Deciding to dose kalk in my 20g?


Active Member
So I'm wanting to get my PH up a little higher, it gets as low as 7.8 and I'm wanting it to stay at a stable 8.0 or 8.2 and have been reading up on this. I was looking at getting to kent marine 1400ML dosing container and was wondering if this is enough of a container for my 20g with a 10g sump? I have a mix of coral in my tank right now but once I get my PH higher I want to get some more LPS & SPS. Thanks for you time.


I just recently started to use Kalkwasser in my 55 gallon and what I do is to mix up a 5 gallon batch and then put it in my top off bucket. I was dosing it separate but all that was happening is my top off wasn't being used. I'm not sure if that will be enough or not. I think it will depend on the demand of your coral and how much you need to add each day.

bang guy

While dosing limewater will tend to maintain a slightly higher PH, it should not be used for that purpose.

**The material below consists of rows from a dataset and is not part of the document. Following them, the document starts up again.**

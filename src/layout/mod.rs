//! Justified gallery layout.
//!
//! Packs images of known aspect ratio into rows that span a container, the
//! way a photo book lays out a spread: every row is full width, rows differ
//! slightly in height, no photo is distorted beyond its box.
//!
//! # Algorithm
//!
//! Greedy row fill with a soft overflow and a post-hoc height correction:
//!
//! 1. Pick a base row height from the container width
//!    ([`base_row_height_for`]).
//! 2. Walk the items in the order given, estimating the row's width at the
//!    base height (`Σ ratio · base` plus the gaps).
//! 3. Close the row when the next item would push the estimate past
//!    `container · overflow_factor`. A row always holds at least one item.
//! 4. Size the closed row. The exact-fill height is the height at which the
//!    row spans the container. The target height is the base height nudged by
//!    a per-row jitter keyed on the row's first image; the final height is
//!    the target capped at `max_fill_ratio` times the exact-fill height, then
//!    raised to `min_row_height` if needed.
//! 5. Each item's width is its share of the row's free width
//!    (`ratio / Σ ratio`), so rows always span the container exactly. When the
//!    final height differs from the exact-fill height the box crops the photo
//!    slightly instead of leaving a ragged edge.
//!
//! [`justify`] is a pure function of its inputs: no state survives between
//! calls, and identical inputs give bit-identical rows.

pub mod geometry;
pub mod jitter;

pub use geometry::RowGeometry;
pub use jitter::{item_identifier, perturb_aspect_ratio, signed_jitter};

use crate::config::{Breakpoint, LayoutConfig};
use crate::types::ImageItem;
use serde::Serialize;

/// An image with its resolved aspect ratio (width / height).
#[derive(Debug, Clone, PartialEq, Serialize)]
pub struct JustifiedItem {
    pub item: ImageItem,
    pub aspect_ratio: f64,
}

/// One placed item: index into the input slice and its render width.
#[derive(Debug, Clone, Copy, PartialEq, Serialize)]
pub struct RowItem {
    pub index: usize,
    pub width: f64,
}

/// A laid-out row. Purely derived; rebuilt on every layout.
#[derive(Debug, Clone, PartialEq, Serialize)]
pub struct Row {
    pub items: Vec<RowItem>,
    /// Final render height shared by every item.
    pub height: f64,
    /// Height at which the items' natural widths span the container.
    pub fill_height: f64,
}

/// Inputs to [`justify`] besides the items.
#[derive(Debug, Clone, Copy, PartialEq)]
pub struct LayoutParams {
    pub container_width: f64,
    pub gap: f64,
    pub base_row_height: f64,
    pub overflow_factor: f64,
    pub min_row_height: f64,
    pub max_fill_ratio: f64,
    pub height_jitter: f64,
}

impl LayoutParams {
    /// Params with stock tuning and an explicit base height.
    pub fn new(container_width: f64, gap: f64, base_row_height: f64) -> Self {
        let d = LayoutConfig::default();
        Self {
            container_width,
            gap,
            base_row_height,
            overflow_factor: d.overflow_factor,
            min_row_height: d.min_row_height,
            max_fill_ratio: d.max_fill_ratio,
            height_jitter: d.height_jitter,
        }
    }

    /// Params for `container_width`, base height taken from the breakpoints.
    pub fn from_config(config: &LayoutConfig, container_width: f64) -> Self {
        Self {
            container_width,
            gap: config.gap,
            base_row_height: base_row_height_for(
                container_width,
                &config.breakpoints,
                config.default_row_height,
            ),
            overflow_factor: config.overflow_factor,
            min_row_height: config.min_row_height,
            max_fill_ratio: config.max_fill_ratio,
            height_jitter: config.height_jitter,
        }
    }
}

/// Base row height for a container: the tallest breakpoint whose
/// `min_width` the container reaches, else `default_height`.
///
/// With the stock breakpoints: `≥1024 → 260`, `≥640 → 220`, else `200`.
pub fn base_row_height_for(width: f64, breakpoints: &[Breakpoint], default_height: f64) -> f64 {
    breakpoints
        .iter()
        .filter(|b| width >= b.min_width)
        .max_by(|a, b| a.min_width.total_cmp(&b.min_width))
        .map(|b| b.row_height)
        .unwrap_or(default_height)
}

/// Partition `items` into justified rows.
///
/// Returns no rows for an empty list or a non-positive container width.
/// Non-finite or non-positive ratios are treated as `1.0`.
pub fn justify(items: &[JustifiedItem], params: &LayoutParams) -> Vec<Row> {
    if items.is_empty() || !params.container_width.is_finite() || params.container_width <= 0.0 {
        return Vec::new();
    }

    let threshold = params.container_width * params.overflow_factor;
    let mut rows = Vec::new();
    let mut start = 0;
    let mut estimate = 0.0;

    for (i, item) in items.iter().enumerate() {
        let w = sanitize(item.aspect_ratio) * params.base_row_height;
        let in_row = i - start;
        let next = if in_row == 0 {
            w
        } else {
            estimate + params.gap + w
        };
        if in_row > 0 && next > threshold {
            rows.push(close_row(items, start, i, params));
            start = i;
            estimate = w;
        } else {
            estimate = next;
        }
    }
    rows.push(close_row(items, start, items.len(), params));
    rows
}

fn sanitize(ratio: f64) -> f64 {
    if ratio.is_finite() && ratio > 0.0 {
        ratio
    } else {
        1.0
    }
}

fn close_row(items: &[JustifiedItem], start: usize, end: usize, params: &LayoutParams) -> Row {
    let slice = &items[start..end];
    let ratio_sum: f64 = slice.iter().map(|i| sanitize(i.aspect_ratio)).sum();
    let gaps = params.gap * (slice.len() - 1) as f64;
    let free = params.container_width - gaps;

    let jitter = signed_jitter(&slice[0].item.source_path, params.height_jitter);
    let target = params.base_row_height * (1.0 + jitter);

    // Too many gaps for the container: fall back to natural widths.
    if free <= 0.0 {
        let height = target.max(params.min_row_height);
        return Row {
            items: slice
                .iter()
                .enumerate()
                .map(|(k, i)| RowItem {
                    index: start + k,
                    width: sanitize(i.aspect_ratio) * height,
                })
                .collect(),
            height,
            fill_height: 0.0,
        };
    }

    let fill_height = free / ratio_sum;
    let height = target
        .min(fill_height * params.max_fill_ratio)
        .max(params.min_row_height);

    Row {
        items: slice
            .iter()
            .enumerate()
            .map(|(k, i)| RowItem {
                index: start + k,
                width: free * sanitize(i.aspect_ratio) / ratio_sum,
            })
            .collect(),
        height,
        fill_height,
    }
}

#[cfg(test)]
mod tests {
    use super::*;
    use crate::test_helpers::{justified, row_width_sum};

    fn stock_breakpoints() -> Vec<Breakpoint> {
        LayoutConfig::default().breakpoints
    }

    #[test]
    fn base_height_breakpoints() {
        let bps = stock_breakpoints();
        assert_eq!(base_row_height_for(1440.0, &bps, 200.0), 260.0);
        assert_eq!(base_row_height_for(1024.0, &bps, 200.0), 260.0);
        assert_eq!(base_row_height_for(800.0, &bps, 200.0), 220.0);
        assert_eq!(base_row_height_for(640.0, &bps, 200.0), 220.0);
        assert_eq!(base_row_height_for(375.0, &bps, 200.0), 200.0);
    }

    #[test]
    fn three_squares_fill_one_row() {
        let items = justified(&[1.0, 1.0, 1.0]);
        let rows = justify(&items, &LayoutParams::new(900.0, 10.0, 200.0));

        assert_eq!(rows.len(), 1);
        assert_eq!(rows[0].items.len(), 3);
        assert_eq!(row_width_sum(&rows[0]), 880.0);
    }

    #[test]
    fn rows_break_past_overflow_threshold() {
        // 1.5 * 200 = 300 each; 3 items = 920 <= 1035, the 4th would be 1230
        let items = justified(&[1.5, 1.5, 1.5, 1.5, 1.5]);
        let rows = justify(&items, &LayoutParams::new(900.0, 10.0, 200.0));

        let sizes: Vec<usize> = rows.iter().map(|r| r.items.len()).collect();
        assert_eq!(sizes, vec![3, 2]);
    }

    #[test]
    fn oversized_item_gets_its_own_row() {
        let items = justified(&[3.5, 3.5, 1.0]);
        let rows = justify(&items, &LayoutParams::new(500.0, 10.0, 200.0));
        assert_eq!(rows[0].items.len(), 1);
        assert_eq!(rows[1].items.len(), 1);
    }

    #[test]
    fn every_item_placed_exactly_once_in_order() {
        let ratios: Vec<f64> = (0..57).map(|i| 0.4 + (i % 9) as f64 * 0.35).collect();
        let items = justified(&ratios);
        for width in [320.0, 640.0, 1024.0, 1920.0] {
            let params = LayoutParams::new(width, 8.0, 220.0);
            let indices: Vec<usize> = justify(&items, &params)
                .iter()
                .flat_map(|r| r.items.iter().map(|i| i.index))
                .collect();
            assert_eq!(indices, (0..items.len()).collect::<Vec<_>>());
        }
    }

    #[test]
    fn rows_span_the_container() {
        let ratios: Vec<f64> = (0..40).map(|i| 0.5 + (i % 5) as f64 * 0.4).collect();
        let items = justified(&ratios);
        let rows = justify(&items, &LayoutParams::new(1200.0, 8.0, 260.0));
        for row in &rows {
            let gaps = 8.0 * (row.items.len() - 1) as f64;
            assert!((row_width_sum(row) - (1200.0 - gaps)).abs() < 0.01);
        }
    }

    #[test]
    fn heights_respect_floor_and_fill_cap() {
        let ratios: Vec<f64> = (0..60).map(|i| 0.3 + (i % 12) as f64 * 0.27).collect();
        let items = justified(&ratios);
        for width in [200.0, 480.0, 900.0, 1600.0] {
            for row in justify(&items, &LayoutParams::new(width, 6.0, 200.0)) {
                assert!(row.height >= 80.0);
                if row.fill_height * 1.2 >= 80.0 {
                    assert!(row.height <= row.fill_height * 1.2 + 1e-9);
                }
            }
        }
    }

    #[test]
    fn single_wide_item_row_is_capped() {
        // Alone in a 300px container a 3.0 panorama fills at 100px; the
        // jittered ~200px target is capped at 120.
        let items = justified(&[3.0]);
        let rows = justify(&items, &LayoutParams::new(300.0, 10.0, 200.0));
        assert_eq!(rows[0].fill_height, 100.0);
        assert!((rows[0].height - 120.0).abs() < 1e-9);
    }

    #[test]
    fn floor_wins_over_cap() {
        let items = justified(&[3.5]);
        let rows = justify(&items, &LayoutParams::new(100.0, 0.0, 200.0));
        assert_eq!(rows[0].height, 80.0);
    }

    #[test]
    fn row_height_jitter_stays_in_band() {
        let items = justified(&[1.0; 30]);
        for row in justify(&items, &LayoutParams::new(2000.0, 0.0, 200.0)) {
            // Rows are wide enough that the fill cap never binds
            assert!((188.0..=212.0).contains(&row.height), "{}", row.height);
        }
    }

    #[test]
    fn layout_is_idempotent() {
        let ratios: Vec<f64> = (0..25).map(|i| 0.6 + (i % 4) as f64 * 0.5).collect();
        let items = justified(&ratios);
        let params = LayoutParams::new(1024.0, 8.0, 260.0);
        assert_eq!(justify(&items, &params), justify(&items, &params));
    }

    #[test]
    fn empty_input_or_zero_width_gives_no_rows() {
        assert!(justify(&[], &LayoutParams::new(900.0, 10.0, 200.0)).is_empty());
        let items = justified(&[1.0]);
        assert!(justify(&items, &LayoutParams::new(0.0, 10.0, 200.0)).is_empty());
    }

    #[test]
    fn invalid_ratio_treated_as_square() {
        let items = justified(&[f64::NAN, 0.0, -2.0]);
        let rows = justify(&items, &LayoutParams::new(900.0, 10.0, 200.0));
        let widths: Vec<f64> = rows[0].items.iter().map(|i| i.width).collect();
        assert!(widths.iter().all(|w| (w - widths[0]).abs() < 1e-9));
    }

    #[test]
    fn params_from_config_picks_breakpoint() {
        let params = LayoutParams::from_config(&LayoutConfig::default(), 800.0);
        assert_eq!(params.base_row_height, 220.0);
        assert_eq!(params.gap, 8.0);
    }
}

If you have coral demand for Carbonates then sure, good idea. But if your Carbonate demand is low then limewater will eventually start to cause problems.

Have you attempted to discover why your PH is lower? Using limewater to raise the PH will work but it will just mask the problem(s). I'd suggest finding the problem, fixing that, and then think about dosing limewater.



If your PH dips to 7.8 at night and rises during the day then you should be ok since a good PH range is 7.8 - 8.3. The reason the PH will drip at night is because of the increase in CO2 throughout the over night hours. I agree with Bang that you should be careful getting your calcium too high so you might want to test for it before dosing it.

Here are a few things that could be casing you problems with your PH.
1. Due to CaCO3/CO2 Reactors
2. Due to High Indoor Carbon Dioxide Levels
3. Due to Low Alkalinity

For item number 3 try this test (I got this online):

Remove a cup of tank water and measure the PH. Then aerate it for an hour with an air stone using outside air. The pH should rise if the pH is unusually low for the measured alkalinity (if it does not rise, most likely one of the measurements (pH or alkalinity) is in error). Then repeat the same experiment on a new cup of water using inside air. If the pH rises there too, then the aquarium pH will rise with more aeration because it is only the aquarium that contains excess carbon dioxide. If the pH does not rise inside (or rises very little), then the inside air contains excess CO2, and more aeration with that same air will not solve the low pH problem (although aeration with fresher air should).

I personally can not keep my Calcium over 350 so which is the reason I dose using my auto top off and my PH still drops to 7.9 - 8.0 at night.